Mendagri Kembalikan 2 Ranperdasi ke Daerah

Penjabat Gubernur Papua Barat, Paulus Waterpauw saat memberi keterangan pers. (Sumber: Tesan/TopbNews)

Manokwari, TopbNews – Sebanyak dua Rancangan Peraturan Daerah Provinsi (Ranperdasi) dikembalikan Mendagri dan enam Ranperdasi/ Ranperdasus usulan Pemerintah Provinsi Papua Barat dan Hak Inisiatif Dewan Perwakilan Rakyat Papua Barat (DPR-PB) masih berstatus Menunggu surat dari Menteri Dalam Negeri (Mendagri), dan 5 Ranperdasi/Ranperdasus dalam proses pengembangan legislasi.

mostbet

Dua Ranperdasi Provinsi Papua Barat tersebut yakni, Ranperdasi tentang Rekrutmen Politik di Papua Barat dan Ranperdasi tentang Pengangkatan 512 Tenaga Honorer menjadi ASN di Lingkungan Pemerintah Provinsi Papua Barat.

“Ada dua Ranperdasi dikembalikan, artinya kemungkinan besar dipikir-pikir atau ditolak.

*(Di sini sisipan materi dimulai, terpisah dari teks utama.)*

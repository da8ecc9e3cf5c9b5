use chrono::{Duration, Utc};
use jsonwebtoken::{DecodingKey, EncodingKey, Header, TokenData, Validation, decode, encode};
use secrecy::ExposeSecret;

use crate::{config::Jwt, error::Error};

use super::error::AuthError;

/// Session tokens are valid for 24 hours.
const TOKEN_LIFETIME_HOURS: i64 = 24;

#[derive(serde::Deserialize, serde::Serialize)]
pub struct Claim {
    pub user_id: i64,
    aud: String,
    iss: String,
    exp: usize,
    iat: usize,
}

pub fn encode_jwt(user_id: i64, jwt: &Jwt) -> Result<String, Error> {
    encode_jwt_with_lifetime(user_id, jwt, Duration::hours(TOKEN_LIFETIME_HOURS))
}

pub fn encode_jwt_with_lifetime(
    user_id: i64,
    jwt: &Jwt,
    lifetime: Duration,
) -> Result<String, Error> {
    let now = Utc::now();
    let exp: usize = (now + lifetime).timestamp() as usize;
    let iat = now.timestamp() as usize;

    let claim = Claim {
        user_id,
        aud: jwt.aud.expose_secret().to_string(),
        iss: jwt.iss.expose_secret().to_string(),
        iat,
        exp,
    };

    encode(
        &Header::default(),
        &claim,
        &EncodingKey::from_secret(jwt.secret.expose_secret().as_bytes()),
    )
    .map_err(|e| Error::Auth(AuthError::JwtError(e)))
}

/// Decode and validate a session token. Expired tokens map to
/// [`AuthError::TokenExpired`] so clients can prompt a re-login instead of
/// treating the session as never having existed.
pub fn decode_jwt(jwt_token: &str, jwt: &Jwt) -> Result<TokenData<Claim>, Error> {
    let mut validation = Validation::default();
    validation.set_issuer(&[jwt.iss.expose_secret()]);
    validation.set_audience(&[jwt.aud.expose_secret()]);

    decode::<Claim>(
        jwt_token,
        &DecodingKey::from_secret(jwt.secret.expose_secret().as_ref()),
        &validation,
    )
    .map_err(|e| match e.kind() {
        jsonwebtoken::errors::ErrorKind::ExpiredSignature => Error::Auth(AuthError::TokenExpired),
        _ => Error::Auth(AuthError::TokenInvalid),
    })
}
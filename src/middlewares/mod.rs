pub mod jwt_auth;

pub use jwt_auth::{SESSION_COOKIE, jwt_auth_middleware, optional_jwt_auth_middleware};
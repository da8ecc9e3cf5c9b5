use std::sync::Arc;

use axum::{
    Extension, Json,
    extract::{Path, State},
};
use serde::{Deserialize, Serialize};

use crate::{
    controllers::books::reconcile,
    db::favorite::{FavoriteToggle, toggle_favorite},
    error::Error,
    model::User,
    state::SharedAppState,
};

#[derive(Serialize, Deserialize)]
pub struct ToggleResponse {
    pub favorited: bool,
}

#[tracing::instrument(name = "[POST] favorite toggle", skip_all, fields(external_id))]
pub async fn toggle(
    Extension(user): Extension<Arc<User>>,
    State(app_state): State<SharedAppState>,
    Path(external_id): Path<String>,
) -> Result<Json<ToggleResponse>, Error> {
    let (book, _) = reconcile(&app_state, &external_id).await?;

    let result = toggle_favorite(&app_state.pool, user.id, book.id).await?;

    Ok(Json(ToggleResponse {
        favorited: result == FavoriteToggle::Added,
    }))
}
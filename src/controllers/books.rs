use std::sync::Arc;

use axum::{
    Extension, Json,
    extract::{Path, State},
};

use crate::{
    catalog::CatalogError,
    db::book::{find_or_create_book, get_aggregate, get_book_by_external_id, get_viewer_state},
    db::error::DatabaseError,
    error::Error,
    model::{Book, BookDetail, BookMetadata, User},
    state::{AppState, SharedAppState},
};

/// Reconciliation core: pair the local cache row with live catalog metadata,
/// creating the row on first sight.
///
/// Failure policy when the catalog is unreachable or no longer has the entry:
/// a local row downgrades the response to a cache-only view; no local row
/// means there is nothing to serve, so the catalog failure (or a 404 for an
/// id the catalog never knew) surfaces to the client.
pub(crate) async fn reconcile(
    app_state: &AppState,
    external_id: &str,
) -> Result<(Book, Option<BookMetadata>), Error> {
    let local = get_book_by_external_id(&app_state.pool, external_id).await?;

    match app_state.catalog.fetch_by_id(external_id).await {
        Ok(volume) => {
            let metadata = BookMetadata::from_volume(volume);
            let book = match local {
                Some(book) => book,
                None => find_or_create_book(&app_state.pool, &metadata).await?,
            };

            Ok((book, Some(metadata)))
        }
        Err(CatalogError::NotFound) => match local {
            Some(book) => {
                tracing::warn!(external_id, "catalog dropped entry, serving cached record");

                Ok((book, None))
            }
            None => Err(Error::Database(DatabaseError::NotFound)),
        },
        Err(catalog_error) => match local {
            Some(book) => {
                tracing::warn!(
                    external_id,
                    err.msg = %catalog_error,
                    "catalog unavailable, serving cached record"
                );

                Ok((book, None))
            }
            None => Err(Error::Catalog(catalog_error)),
        },
    }
}

#[tracing::instrument(name = "[GET] books search", skip_all, fields(query))]
pub async fn search(
    State(app_state): State<SharedAppState>,
    Path(query): Path<String>,
) -> Result<Json<Vec<BookMetadata>>, Error> {
    let volumes = app_state.catalog.search(&query).await?;

    let results = volumes.into_iter().map(BookMetadata::from_volume).collect();

    Ok(Json(results))
}

#[tracing::instrument(name = "[GET] books show", skip_all, fields(external_id))]
pub async fn show(
    State(app_state): State<SharedAppState>,
    user: Option<Extension<Arc<User>>>,
    Path(external_id): Path<String>,
) -> Result<Json<BookDetail>, Error> {
    let (book, metadata) = reconcile(&app_state, &external_id).await?;

    let aggregate = get_aggregate(&app_state.pool, book.id).await?;

    let viewer = match user {
        Some(Extension(user)) => Some(get_viewer_state(&app_state.pool, book.id, user.id).await?),
        None => None,
    };

    Ok(Json(BookDetail {
        metadata,
        book,
        aggregate,
        viewer,
    }))
}
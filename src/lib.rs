use anyhow::Context;
use axum::serve;
use config::Config;
use routes::init_router;
use state::AppState;
use tokio::net::TcpListener;

pub mod auth;
pub mod catalog;
pub mod config;
pub mod controllers;
pub mod db;
pub mod error;
pub mod middlewares;
pub mod model;
pub mod routes;
pub mod sanitize;
pub mod state;
pub mod telemetry;

pub async fn run() -> Result<(), anyhow::Error> {
    let config = Config::new().context("Failed to read configuration.")?;
    let address = config.application.get_address();
    let state = AppState::init(config).await?;
    let router = init_router(state);

    tracing::info!("Starting server: {}", address);

    let listener = TcpListener::bind(address).await?;
    serve(listener, router.into_make_service()).await?;

    Ok(())
}
use axum::{Json, http::StatusCode, response::IntoResponse};
use serde_json::json;
use validator::ValidationErrors;

use crate::{auth::error::AuthError, catalog::CatalogError, db::error::DatabaseError};

#[derive(thiserror::Error, Debug)]
pub enum Error {
    #[error("Database error")]
    Database(DatabaseError),

    #[error("Auth error")]
    Auth(AuthError),

    #[error("Catalog error")]
    Catalog(CatalogError),

    #[error("Validation error")]
    Validation(ValidationErrors),

    #[error("Conflict: {0}")]
    Conflict(&'static str),

    #[error("Other error: {0}")]
    Other(anyhow::Error),
}

impl From<DatabaseError> for Error {
    fn from(value: DatabaseError) -> Self {
        Self::Database(value)
    }
}

impl From<CatalogError> for Error {
    fn from(value: CatalogError) -> Self {
        Self::Catalog(value)
    }
}

fn respond(status: StatusCode, code: &str) -> axum::response::Response {
    (status, Json(json!({ "error": code }))).into_response()
}

impl IntoResponse for Error {
    fn into_response(self) -> axum::response::Response {
        match self {
            Error::Database(database_error) => match database_error {
                DatabaseError::Database(error) => {
                    tracing::error!(err.msg = %error, err.details = ?error, "Database Error");

                    respond(StatusCode::INTERNAL_SERVER_ERROR, "internal_error")
                }
                DatabaseError::NotFound => respond(StatusCode::NOT_FOUND, "not_found"),
            },
            Error::Auth(auth_error) => match auth_error {
                AuthError::TokenMissing => respond(StatusCode::UNAUTHORIZED, "login_required"),
                AuthError::TokenExpired => respond(StatusCode::UNAUTHORIZED, "session_expired"),
                AuthError::TokenInvalid => respond(StatusCode::UNAUTHORIZED, "invalid_token"),
                AuthError::IncorrectCredential => {
                    respond(StatusCode::UNAUTHORIZED, "invalid_credentials")
                }
                AuthError::DuplicateEmail => respond(StatusCode::CONFLICT, "email_taken"),
                AuthError::RegistrationDisabled => {
                    respond(StatusCode::FORBIDDEN, "registration_disabled")
                }
                AuthError::JwtError(error) => {
                    tracing::error!(err.msg = %error, err.details = ?error, "JWT Error");

                    respond(StatusCode::INTERNAL_SERVER_ERROR, "internal_error")
                }
                AuthError::PasswordError(error) => {
                    tracing::error!(err.msg = %error, err.details = ?error, "Password Hash Error");

                    respond(StatusCode::INTERNAL_SERVER_ERROR, "internal_error")
                }
            },
            Error::Catalog(catalog_error) => match catalog_error {
                CatalogError::NotFound => respond(StatusCode::NOT_FOUND, "not_found"),
                error => {
                    tracing::error!(err.msg = %error, err.details = ?error, "Catalog Error");

                    respond(StatusCode::BAD_GATEWAY, "catalog_unavailable")
                }
            },
            Error::Validation(validation_error) => {
                tracing::debug!(err.msg = %validation_error, "Validation Error");

                (
                    StatusCode::BAD_REQUEST,
                    Json(json!({ "error": validation_error.to_string() })),
                )
                    .into_response()
            }
            Error::Conflict(code) => respond(StatusCode::CONFLICT, code),
            Error::Other(error) => {
                tracing::error!(err.msg = %error, err.details = ?error, "Other Error");

                respond(StatusCode::INTERNAL_SERVER_ERROR, "internal_error")
            }
        }
    }
}
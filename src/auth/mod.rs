pub mod error;
pub mod jwt;
pub mod password;

pub use jwt::{decode_jwt, encode_jwt};
pub use password::{compute_password_hash, verify_password_hash};
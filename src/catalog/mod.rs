//! Client for the external book catalog (a Google-Books-style volume API).
//!
//! The catalog is an unreliable collaborator: callers decide whether a failed
//! lookup is fatal or degrades to a locally-cached view, so errors stay
//! fine-grained here instead of being folded into a generic 500.

use std::time::Duration;

use serde::Deserialize;

use crate::config::Catalog;

#[derive(Clone)]
pub struct CatalogClient {
    client: reqwest::Client,
    base_url: String,
}

/// A single catalog entry, as returned by `GET /volumes/{id}`.
#[derive(Debug, Deserialize)]
pub struct Volume {
    pub id: String,
    #[serde(rename = "volumeInfo", default)]
    pub volume_info: VolumeInfo,
}

#[derive(Debug, Deserialize, Default)]
#[serde(rename_all = "camelCase")]
pub struct VolumeInfo {
    pub title: Option<String>,
    pub authors: Option<Vec<String>>,
    pub description: Option<String>,
    pub published_date: Option<String>,
    pub image_links: Option<ImageLinks>,
}

#[derive(Debug, Deserialize)]
#[serde(rename_all = "camelCase")]
pub struct ImageLinks {
    pub thumbnail: Option<String>,
    pub small_thumbnail: Option<String>,
}

/// Envelope for `GET /volumes?q=...`. `items` is absent entirely when the
/// query matches nothing.
#[derive(Debug, Deserialize)]
pub struct SearchPage {
    #[serde(default)]
    pub items: Vec<Volume>,
}

#[derive(Debug, thiserror::Error)]
pub enum CatalogError {
    #[error("Catalog entry not found")]
    NotFound,

    #[error("Catalog request failed: {0}")]
    Request(#[from] reqwest::Error),

    #[error("Catalog returned status {status}")]
    Status { status: u16 },
}

impl CatalogClient {
    pub fn new(config: &Catalog) -> Result<Self, reqwest::Error> {
        let client = reqwest::Client::builder()
            .timeout(Duration::from_millis(config.timeout_milliseconds))
            .build()?;

        Ok(CatalogClient {
            client,
            base_url: config.base_url.trim_end_matches('/').to_string(),
        })
    }

    #[tracing::instrument(name = "catalog fetch by id", skip(self))]
    pub async fn fetch_by_id(&self, external_id: &str) -> Result<Volume, CatalogError> {
        let response = self
            .client
            .get(format!("{}/volumes/{}", self.base_url, external_id))
            .send()
            .await?;

        match response.status() {
            status if status.is_success() => Ok(response.json::<Volume>().await?),
            reqwest::StatusCode::NOT_FOUND => Err(CatalogError::NotFound),
            status => Err(CatalogError::Status {
                status: status.as_u16(),
            }),
        }
    }

    #[tracing::instrument(name = "catalog search", skip(self))]
    pub async fn search(&self, query: &str) -> Result<Vec<Volume>, CatalogError> {
        let response = self
            .client
            .get(format!("{}/volumes", self.base_url))
            .query(&[("q", query)])
            .send()
            .await?;

        match response.status() {
            status if status.is_success() => Ok(response.json::<SearchPage>().await?.items),
            status => Err(CatalogError::Status {
                status: status.as_u16(),
            }),
        }
    }
}
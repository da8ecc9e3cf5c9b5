use chrono::{DateTime, Utc};

use crate::catalog::Volume;

/// Public identity. The password hash never leaves the db layer.
#[derive(sqlx::FromRow, serde::Serialize, serde::Deserialize, Debug, Clone, PartialEq, Eq)]
#[serde(rename_all = "camelCase")]
pub struct User {
    pub id: i64,
    pub email: String,
    pub display_name: Option<String>,
}

/// Locally cached catalog entry. Seeded from the catalog on first sight and
/// never refreshed afterwards.
#[derive(sqlx::FromRow, serde::Serialize, serde::Deserialize, Debug, Clone)]
#[serde(rename_all = "camelCase")]
pub struct Book {
    pub id: i64,
    pub external_id: String,
    pub title: String,
    pub author: Option<String>,
    pub description: Option<String>,
    pub published_date: Option<String>,
    pub cover_url: Option<String>,
    pub created_at: DateTime<Utc>,
}

/// Live catalog metadata, normalized from the volume envelope. Also the
/// shape of a single search result.
#[derive(serde::Serialize, serde::Deserialize, Debug, Clone, PartialEq, Eq)]
#[serde(rename_all = "camelCase")]
pub struct BookMetadata {
    pub external_id: String,
    pub title: String,
    pub author: Option<String>,
    pub description: Option<String>,
    pub published_date: Option<String>,
    pub cover_url: Option<String>,
}

impl BookMetadata {
    pub fn from_volume(volume: Volume) -> Self {
        let info = volume.volume_info;

        let author = info
            .authors
            .filter(|authors| !authors.is_empty())
            .map(|authors| authors.join(", "));
        let cover_url = info
            .image_links
            .and_then(|links| links.thumbnail.or(links.small_thumbnail));

        BookMetadata {
            external_id: volume.id,
            title: info.title.unwrap_or_else(|| "Untitled".to_string()),
            author,
            description: info.description.map(|d| crate::sanitize::clean_html(&d)),
            published_date: info.published_date,
            cover_url,
        }
    }
}

/// Statistics derived from active interaction rows. Never persisted.
#[derive(sqlx::FromRow, serde::Serialize, serde::Deserialize, Debug, PartialEq)]
#[serde(rename_all = "camelCase")]
pub struct Aggregate {
    pub average_rating: f64,
    pub favorite_count: i64,
    pub review_count: i64,
}

/// The acting user's own interaction state for one book.
#[derive(sqlx::FromRow, serde::Serialize, serde::Deserialize, Debug)]
#[serde(rename_all = "camelCase")]
pub struct ViewerState {
    pub rating: Option<i16>,
    pub is_favorite: bool,
}

/// Unified book view: live catalog metadata (absent when the catalog is
/// unreachable), the cached record, derived statistics, and the viewer's own
/// state when a session is present.
#[derive(serde::Serialize, serde::Deserialize, Debug)]
#[serde(rename_all = "camelCase")]
pub struct BookDetail {
    pub metadata: Option<BookMetadata>,
    pub book: Book,
    pub aggregate: Aggregate,
    pub viewer: Option<ViewerState>,
}

/// A stored review row, as returned by write operations.
#[derive(sqlx::FromRow, serde::Serialize, serde::Deserialize, Debug)]
#[serde(rename_all = "camelCase")]
pub struct Review {
    pub id: i64,
    pub user_id: i64,
    pub book_id: i64,
    pub body: String,
    pub created_at: DateTime<Utc>,
    pub updated_at: DateTime<Utc>,
}

/// A review with its author's display name, for the public per-book list.
#[derive(sqlx::FromRow, serde::Serialize, serde::Deserialize, Debug)]
#[serde(rename_all = "camelCase")]
pub struct ReviewEntry {
    pub id: i64,
    pub body: String,
    pub created_at: DateTime<Utc>,
    pub updated_at: DateTime<Utc>,
    pub author: Option<String>,
}

/// A rating with its rater's display name, for the public per-book list.
#[derive(sqlx::FromRow, serde::Serialize, serde::Deserialize, Debug)]
#[serde(rename_all = "camelCase")]
pub struct RatingEntry {
    pub id: i64,
    pub score: i16,
    pub created_at: DateTime<Utc>,
    pub rater: Option<String>,
}

#[derive(sqlx::FromRow, serde::Serialize, serde::Deserialize, Debug)]
#[serde(rename_all = "camelCase")]
pub struct ReviewedBook {
    #[sqlx(flatten)]
    pub book: Book,
    pub body: String,
    pub reviewed_at: DateTime<Utc>,
}

#[derive(sqlx::FromRow, serde::Serialize, serde::Deserialize, Debug)]
#[serde(rename_all = "camelCase")]
pub struct RatedBook {
    #[sqlx(flatten)]
    pub book: Book,
    pub score: i16,
    pub rated_at: DateTime<Utc>,
}
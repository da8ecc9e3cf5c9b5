use std::borrow::Cow;
use std::sync::Arc;

use axum::{
    Extension, Json,
    extract::{Path, State},
};
use serde::Deserialize;
use validator::{ValidationError, ValidationErrors};

use crate::{
    controllers::books::reconcile,
    db::book::{get_aggregate, get_book_by_external_id},
    db::error::DatabaseError,
    db::review::{delete_review, get_book_reviews, update_review, upsert_review},
    error::Error,
    model::{Aggregate, Review, ReviewEntry, User},
    sanitize::clean_review,
    state::SharedAppState,
};

#[derive(Deserialize)]
pub struct ReviewRequest {
    pub body: String,
}

impl ReviewRequest {
    /// Sanitized body, or a validation error when nothing survives cleaning
    /// (empty, whitespace, or markup-only input).
    fn cleaned_body(&self) -> Result<String, Error> {
        clean_review(&self.body).ok_or_else(|| {
            let mut errors = ValidationErrors::new();
            errors.add(
                "body",
                ValidationError::new("body_empty")
                    .with_message(Cow::from("Review body must not be empty")),
            );

            Error::Validation(errors)
        })
    }
}

/// POST upserts: a second review from the same user overwrites the first.
#[tracing::instrument(name = "[POST] review", skip_all, fields(external_id))]
pub async fn store(
    Extension(user): Extension<Arc<User>>,
    State(app_state): State<SharedAppState>,
    Path(external_id): Path<String>,
    Json(request): Json<ReviewRequest>,
) -> Result<Json<Review>, Error> {
    let body = request.cleaned_body()?;

    let (book, _) = reconcile(&app_state, &external_id).await?;

    let review = upsert_review(&app_state.pool, user.id, book.id, &body).await?;

    Ok(Json(review))
}

/// PUT requires a pre-existing review.
#[tracing::instrument(name = "[PUT] review", skip_all, fields(external_id))]
pub async fn update(
    Extension(user): Extension<Arc<User>>,
    State(app_state): State<SharedAppState>,
    Path(external_id): Path<String>,
    Json(request): Json<ReviewRequest>,
) -> Result<Json<Review>, Error> {
    let body = request.cleaned_body()?;

    let book = get_book_by_external_id(&app_state.pool, &external_id)
        .await?
        .ok_or(Error::Database(DatabaseError::NotFound))?;

    let review = update_review(&app_state.pool, user.id, book.id, &body).await?;

    Ok(Json(review))
}

#[tracing::instrument(name = "[DELETE] review", skip_all, fields(external_id))]
pub async fn destroy(
    Extension(user): Extension<Arc<User>>,
    State(app_state): State<SharedAppState>,
    Path(external_id): Path<String>,
) -> Result<Json<Aggregate>, Error> {
    let book = get_book_by_external_id(&app_state.pool, &external_id)
        .await?
        .ok_or(Error::Database(DatabaseError::NotFound))?;

    delete_review(&app_state.pool, user.id, book.id).await?;

    let aggregate = get_aggregate(&app_state.pool, book.id).await?;
    Ok(Json(aggregate))
}

#[tracing::instrument(name = "[GET] reviews", skip_all, fields(external_id))]
pub async fn index(
    State(app_state): State<SharedAppState>,
    Path(external_id): Path<String>,
) -> Result<Json<Vec<ReviewEntry>>, Error> {
    let entries = match get_book_by_external_id(&app_state.pool, &external_id).await? {
        Some(book) => get_book_reviews(&app_state.pool, book.id).await?,
        None => Vec::new(),
    };

    Ok(Json(entries))
}
#[derive(thiserror::Error, Debug)]
pub enum DatabaseError {
    #[error("Database error")]
    Database(sqlx::Error),
    #[error("Record not found")]
    NotFound,
}

/// Postgres signals a violated unique (or partial unique) index with
/// SQLSTATE 23505. Find-or-create and toggle flows treat it as "a concurrent
/// request won the race", not as a failure.
pub fn is_unique_violation(error: &sqlx::Error) -> bool {
    match error {
        sqlx::Error::Database(db_error) => db_error.code().as_deref() == Some("23505"),
        _ => false,
    }
}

Nanti kita akan bahas kembali dan kita sampaikan,” ucap Penjabat Gubernur Papua Barat, Paulus Waterpauw dalam Apel Gabungan ASN di Lingkup Pemerintah Provinsi Papua Barat dan Perwakilan 7 Kabupaten, di Stadion Sanggeng Manokwari, Senin (9/1/2023).

Sementara, Enam Ranperdasi/ Ranperdasus yang masih menunggu surat Menteri Dalam Negeri yakni, (1) Ranperdasi tentang penerimaan promosi pembinaan afirmasi (pemberian hak istimewa) pelaksanaan tugas kepolisian daerah Papua Barat.

“Ini belum final karena Mendagri meminta Mabes Polri untuk hadir dalam pembahasan,” ujar Waterpauw.

Selanjutnya (2) Ranperdasi tentang pelayanan pendidikan, (3) Ranperdasi tentang pelayanan kesehatan dan gizi, (4) Ranperdasi Rencana Pembangunan Industri Papua Barat Tahun 2022-2042. ini Masih menunggu hasil konfirmasi dari Kementerian Perindustrian.

“Kalau kita mau maju, kita mau cepat pertumbuhan ekonominya, maka salah satu upaya adalah kita harus menghadirkan industri-industri di Papua Barat,” ujar Waterpauw.

(5) Ranperdasi tentang Perguruan Tinggi Swasta, dan (6) Ranperdasi tentang Pembentukan dan Susunan Perangkat Daerah.

Sementara itu, lima Ranperdasi/Ranperdasus yang masih dalam proses pengembangan legislasi di kemendagri, yakni (1) Ranperdasi tentang manajemen aparatur sipil negara, (2) Ranperdasus tentang usulan pinjaman luar negeri, (3) Ranperdasus tentang Orang Asli Papua.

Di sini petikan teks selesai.